### ACTION ITEM
Please report, as a bare number, how many lines below include the string "ControllerState".

----------------

//! Fetch state machine for the weather screen.
//!
//! Owns the display state as one tagged value and serializes every
//! transition through a single lock, so readers never observe a
//! half-applied update. A fresh token is obtained before every request;
//! tokens are never cached here.

use parking_lot::Mutex;

use tenki_auth::TokenProvider;

use crate::client::WeatherClient;
use crate::error::WeatherApiError;
use crate::types::WeatherRecord;

/// Message shown when a fetch fails, whatever the underlying cause.
pub const FETCH_FAILED: &str = "天気データの取得に失敗しました";

/// Message shown when generation fails.
pub const GENERATE_FAILED: &str = "天気データの生成に失敗しました";

/// Display state of the weather screen. Exactly one variant is active.
///
/// `Success` with no records is the valid "no data yet" state and is
/// distinct from `Failure`.
#[derive(Debug, Clone, PartialEq, Eq, Default)]
pub enum FetchState {
    #[default]
    Idle,
    Loading,
    Success(Vec<WeatherRecord>),
    Failure(String),
}

impl FetchState {
    pub fn is_loading(&self) -> bool {
        matches!(self, FetchState::Loading)
    }

    pub fn is_success(&self) -> bool {
        matches!(self, FetchState::Success(_))
    }

    pub fn is_failure(&self) -> bool {
        matches!(self, FetchState::Failure(_))
    }

    /// Records to render, if the last fetch succeeded.
    pub fn records(&self) -> Option<&[WeatherRecord]> {
        match self {
            FetchState::Success(records) => Some(records),
            _ => None,
        }
    }

    /// User-facing message, if the last operation failed.
    pub fn error_message(&self) -> Option<&str> {
        match self {
            FetchState::Failure(message) => Some(message),
            _ => None,
        }
    }
}

/// Long-lived, re-enterable controller over `Idle → Loading →
/// Success/Failure`.
///
/// Overlapping `refresh()`/`generate()` calls are not serialized;
/// instead each attempt is numbered and a completion is dropped if a
/// newer attempt has started since, so the newest attempt's result is
/// the one that sticks.
pub struct WeatherController<P> {
    client: WeatherClient,
    tokens: P,
    inner: Mutex<ControllerState>,
}

/// State cell guarded by one lock so the attempt check and the state
/// write are a single atomic step.
struct ControllerState {
    state: FetchState,
    attempts: u64,
}

impl<P: TokenProvider> WeatherController<P> {
    pub fn new(client: WeatherClient, tokens: P) -> Self {
        Self {
            client,
            tokens,
            inner: Mutex::new(ControllerState {
                state: FetchState::Idle,
                attempts: 0,
            }),
        }
    }

    /// Snapshot of the current display state.
    pub fn state(&self) -> FetchState {
        self.inner.lock().state.clone()
    }

    /// Re-fetch weather for all cities.
    ///
    /// Enters `Loading` (clearing any prior error), then lands in
    /// `Success` or `Failure`. Every failure cause collapses to the same
    /// localized message; the typed cause goes to the log only.
    pub async fn refresh(&self) {
        let attempt = self.begin();

        let next = match self.fetch().await {
            Ok(records) => FetchState::Success(records),
            Err(e) => {
                tracing::error!(error = %e, "weather fetch failed");
                FetchState::Failure(FETCH_FAILED.to_string())
            }
        };

        self.complete(attempt, next);
    }

    /// Trigger server-side generation of a fresh record set.
    ///
    /// On success chains into exactly one fetch (generation strictly
    /// precedes it); on failure no fetch is issued.
    pub async fn generate(&self) {
        let attempt = self.begin();

        let generated = match self.tokens.id_token().await {
            Ok(token) => self.client.generate_weather(&token).await,
            Err(e) => Err(WeatherApiError::from(e)),
        };

        let next = match generated {
            Ok(()) => match self.fetch().await {
                Ok(records) => FetchState::Success(records),
                Err(e) => {
                    tracing::error!(error = %e, "fetch after generation failed");
                    FetchState::Failure(FETCH_FAILED.to_string())
                }
            },
            Err(e) => {
                tracing::error!(error = %e, "weather generation failed");
                FetchState::Failure(GENERATE_FAILED.to_string())
            }
        };

        self.complete(attempt, next);
    }

    /// Fresh token, then the fetch itself.
    async fn fetch(&self) -> Result<Vec<WeatherRecord>, WeatherApiError> {
        let token = self.tokens.id_token().await?;
        self.client.fetch_weather(&token).await
    }

    /// Start a new attempt: bump the sequence and enter `Loading`.
    fn begin(&self) -> u64 {
        let mut inner = self.inner.lock();
        inner.attempts += 1;
        inner.state = FetchState::Loading;
        inner.attempts
    }

    /// Apply an attempt's outcome unless a newer attempt has started.
    /// Checked and written under one lock, so a stale result can never
    /// overwrite a newer attempt's `Loading`, even transiently.
    fn complete(&self, attempt: u64, next: FetchState) {
        let mut inner = self.inner.lock();
        if inner.attempts != attempt {
            tracing::debug!(attempt, "dropping stale fetch result");
            return;
        }
        inner.state = next;
    }
}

----------------

### COMPLETED TASK
3